Labor Department Report on Crandall Canyon Slams MSHA


In late March, the Inspector General’s office of the U.S. Department of Labor (DL) issued an 80-page report that blamed regulators at the federal Mine Safety and Health Administration (MSHA) for negligence in approving a roof-control plan for the Crandall Canyon mine. The report from Assistant Inspector General Elliot Lewis said MSHA could not show it made the right decision when it approved risky retreat mining at Crandall Canyon. MSHA is part of the Labor Department.

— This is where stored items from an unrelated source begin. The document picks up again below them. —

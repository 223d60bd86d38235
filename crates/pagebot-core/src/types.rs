// SPDX-FileCopyrightText: 2026 Pagebot Contributors
// SPDX-License-Identifier: MIT OR Apache-2.0

//! Domain types shared by the engine, the storage layer and the adapters.

use secrecy::SecretString;
use serde::{Deserialize, Serialize};
use strum::{Display, EnumString};

/// Unique identifier for a delivered message, as reported by a channel.
#[derive(Debug, Clone, PartialEq, Eq, Hash, Serialize, Deserialize)]
pub struct MessageId(pub String);

/// Health status reported by adapter health checks.
#[derive(Debug, Clone, PartialEq, Eq)]
pub enum HealthStatus {
    /// Adapter is fully operational.
    Healthy,
    /// Adapter is operational but experiencing issues.
    Degraded(String),
    /// Adapter is not operational.
    Unhealthy(String),
}

/// Identifies the kind of adapter.
#[derive(
    Debug, Clone, Copy, PartialEq, Eq, Hash, Display, EnumString, Serialize, Deserialize,
)]
pub enum AdapterType {
    Channel,
    Provider,
    Storage,
}

/// Transport a conversation runs over.
#[derive(
    Debug, Clone, Copy, PartialEq, Eq, Hash, Display, EnumString, Serialize, Deserialize,
)]
#[strum(serialize_all = "lowercase")]
#[serde(rename_all = "lowercase")]
pub enum Channel {
    Messenger,
    Webchat,
}

/// Author of a logged message.
#[derive(
    Debug, Clone, Copy, PartialEq, Eq, Hash, Display, EnumString, Serialize, Deserialize,
)]
#[strum(serialize_all = "lowercase")]
#[serde(rename_all = "lowercase")]
pub enum Role {
    User,
    Assistant,
}

/// Subscription tier of a tenant.
#[derive(
    Debug, Clone, Copy, PartialEq, Eq, Hash, Display, EnumString, Serialize, Deserialize,
)]
#[strum(ascii_case_insensitive)]
pub enum Plan {
    Starter,
    Business,
    Pro,
}

// --- Tenant and page records ---

/// A tenant account. `plan` is kept as stored so unknown tiers stay visible.
#[derive(Debug, Clone, PartialEq, Eq, Serialize, Deserialize)]
pub struct Tenant {
    pub id: String,
    pub email: String,
    pub name: String,
    pub plan: String,
    pub message_count: i64,
}

impl Tenant {
    /// Parsed plan tier, `None` when the stored name is not a known tier.
    pub fn plan_tier(&self) -> Option<Plan> {
        self.plan.parse().ok()
    }
}

/// Per-provider comma-separated API key lists configured on a page.
#[derive(Debug, Clone, Default, PartialEq, Eq, Serialize, Deserialize)]
#[serde(default)]
pub struct ProviderKeys {
    pub openai_keys: Option<String>,
    pub anthropic_keys: Option<String>,
    pub gemini_keys: Option<String>,
}

/// A tenant-owned channel endpoint.
#[derive(Debug, Clone, PartialEq, Eq, Serialize, Deserialize)]
pub struct Page {
    pub id: String,
    pub owner_id: String,
    /// Identifier the channel uses for this page (e.g. the Facebook page id).
    pub external_id: String,
    pub name: String,
    pub is_active: bool,
    pub ai_enabled: bool,
    pub ai_prompt: Option<String>,
    pub ai_keys: ProviderKeys,
    /// Channel access token, already decrypted by the identity layer.
    #[serde(skip_serializing)]
    pub access_token: Option<String>,
}

/// A flow as persisted: node and edge graphs are opaque JSON until loaded.
#[derive(Debug, Clone, PartialEq, Serialize, Deserialize)]
pub struct FlowRecord {
    pub id: String,
    pub page_id: String,
    pub name: String,
    pub is_active: bool,
    pub is_default: bool,
    pub nodes: serde_json::Value,
    pub edges: serde_json::Value,
}

/// How a keyword rule compares against inbound text.
#[derive(
    Debug, Clone, Copy, PartialEq, Eq, Hash, Display, EnumString, Serialize, Deserialize,
)]
#[strum(serialize_all = "lowercase")]
#[serde(rename_all = "lowercase")]
pub enum MatchType {
    Exact,
    Contains,
    Regex,
}

/// A keyword trigger redirecting matching text into a flow.
#[derive(Debug, Clone, PartialEq, Eq, Serialize, Deserialize)]
pub struct KeywordRule {
    pub id: String,
    pub page_id: String,
    pub keyword: String,
    pub match_type: MatchType,
    pub flow_id: String,
}

// --- Conversation state ---

/// Identity of one conversation cursor.
#[derive(Debug, Clone, PartialEq, Eq, Hash)]
pub struct ConversationKey {
    pub page_id: String,
    pub user_id: String,
    pub channel: Channel,
}

impl ConversationKey {
    pub fn new(page_id: impl Into<String>, user_id: impl Into<String>, channel: Channel) -> Self {
        Self {
            page_id: page_id.into(),
            user_id: user_id.into(),
            channel,
        }
    }
}

/// Persisted position of a user inside a flow.
#[derive(Debug, Clone, PartialEq, Eq)]
pub struct Conversation {
    pub key: ConversationKey,
    pub flow_id: String,
    /// Node the user is parked at; `None` before the first pass completes.
    pub state: Option<String>,
    pub last_interaction: String,
}

/// A message about to be appended to the log.
#[derive(Debug, Clone, PartialEq, Eq)]
pub struct MessageEntry {
    pub page_id: String,
    pub user_id: String,
    pub role: Role,
    pub content: String,
    pub channel: Channel,
}

/// A message read back from the log.
#[derive(Debug, Clone, PartialEq, Eq, Serialize, Deserialize)]
pub struct StoredMessage {
    pub id: i64,
    pub page_id: String,
    pub user_id: String,
    pub role: Role,
    pub content: String,
    pub channel: Channel,
    pub created_at: String,
}

/// A single contact variable.
#[derive(Debug, Clone, PartialEq, Eq, Serialize, Deserialize)]
pub struct UserVariable {
    pub key: String,
    pub value: String,
}

/// Message volume for one calendar day.
#[derive(Debug, Clone, PartialEq, Eq, Serialize, Deserialize)]
pub struct DailyCount {
    pub date: String,
    pub count: i64,
}

/// Aggregate page activity.
#[derive(Debug, Clone, PartialEq, Eq, Serialize, Deserialize)]
#[serde(rename_all = "camelCase")]
pub struct AnalyticsSummary {
    pub total_messages: i64,
    pub active_users: i64,
    pub total_flows: i64,
    pub messages_over_time: Vec<DailyCount>,
}

// --- Inbound and outbound content ---

/// How an inbound event names its page.
#[derive(Debug, Clone, PartialEq, Eq, Hash)]
pub enum PageRef {
    /// Internal page id (webchat widget).
    Id(String),
    /// Channel-side page id (Messenger webhook recipient).
    External(String),
}

/// One inbound unit of content from one sender.
#[derive(Debug, Clone, PartialEq, Eq)]
pub struct InboundEvent {
    pub channel: Channel,
    pub page: PageRef,
    pub sender_id: String,
    /// Already resolved from text, quick-reply payload or postback payload.
    pub text: String,
}

/// Canonical payload shapes every channel must accept.
#[derive(Debug, Clone, PartialEq, Eq, Serialize, Deserialize)]
#[serde(tag = "kind", rename_all = "snake_case")]
pub enum OutboundPayload {
    Text { text: String },
    Image { url: String },
    QuickReplies { text: String, replies: Vec<String> },
    Buttons { text: String, buttons: Vec<String> },
}

impl OutboundPayload {
    /// Plain-text rendering written to the message log.
    pub fn transcript(&self) -> String {
        match self {
            Self::Text { text } => text.clone(),
            Self::Image { .. } => "[Attachment: image]".to_string(),
            Self::QuickReplies { text, replies } => {
                format!("{text} [Quick Replies: {}]", replies.join(", "))
            }
            Self::Buttons { text, buttons } => {
                format!("{text} [Buttons: {}]", buttons.join(", "))
            }
        }
    }
}

/// A payload addressed to one recipient on one page.
#[derive(Debug, Clone)]
pub struct OutboundMessage {
    pub channel: Channel,
    pub page_id: String,
    pub page_access_token: Option<String>,
    pub recipient_id: String,
    pub payload: OutboundPayload,
}

/// Node-level overrides for an AI reply.
#[derive(Debug, Clone, Default, PartialEq, Eq, Serialize, Deserialize)]
#[serde(default, rename_all = "camelCase")]
pub struct AiOverrides {
    /// Replaces the inbound text as the user turn.
    pub prompt: Option<String>,
    /// Replaces the page prompt as the base system instruction.
    pub system_prompt: Option<String>,
    pub model: Option<String>,
    pub knowledge_base: Option<String>,
    pub fallback_message: Option<String>,
}

// --- Provider types ---

/// One turn of chat history sent to a provider.
#[derive(Debug, Clone, PartialEq, Eq)]
pub struct ChatTurn {
    pub role: Role,
    pub content: String,
}

/// A single non-streaming completion request.
#[derive(Debug)]
pub struct ProviderRequest {
    pub model: String,
    pub system: String,
    pub messages: Vec<ChatTurn>,
    pub max_tokens: u32,
    /// Credential chosen for this call.
    pub api_key: SecretString,
}

/// Generated text returned by a provider.
#[derive(Debug, Clone, PartialEq, Eq)]
pub struct ProviderResponse {
    pub text: String,
    pub model: String,
}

The DL report placed much of the blame for the fatal accidents on MSHA’s field office in Price, Utah, and also said agency headquarters exercised little or no oversight. The field office, it said, ignored Crandall Canyon’s history of mining-induced “bumps.” It recommended nine policy changes to MSHA Director Richard E. Stickler, who said his agency was acting on the suggestions.

However, Stickler disputed the claim his agency was negligent and unduly influenced by the mine operator, Ohio-based Murray Energy Corp. “We take exception to the inspector general’s use of headline-grabbing language that is unsupported by facts or evidence,” MSHA Spokesperson Matthew Faraci said on March 31.

On March 28, Murray Energy’s UtahAmerican Energy Inc. indefinitely shut down its 2,750-ft-deep Tower mine in Utah, thought to be the deepest coal mine in the U.S., because of “unusual stress conditions” on mine pillars.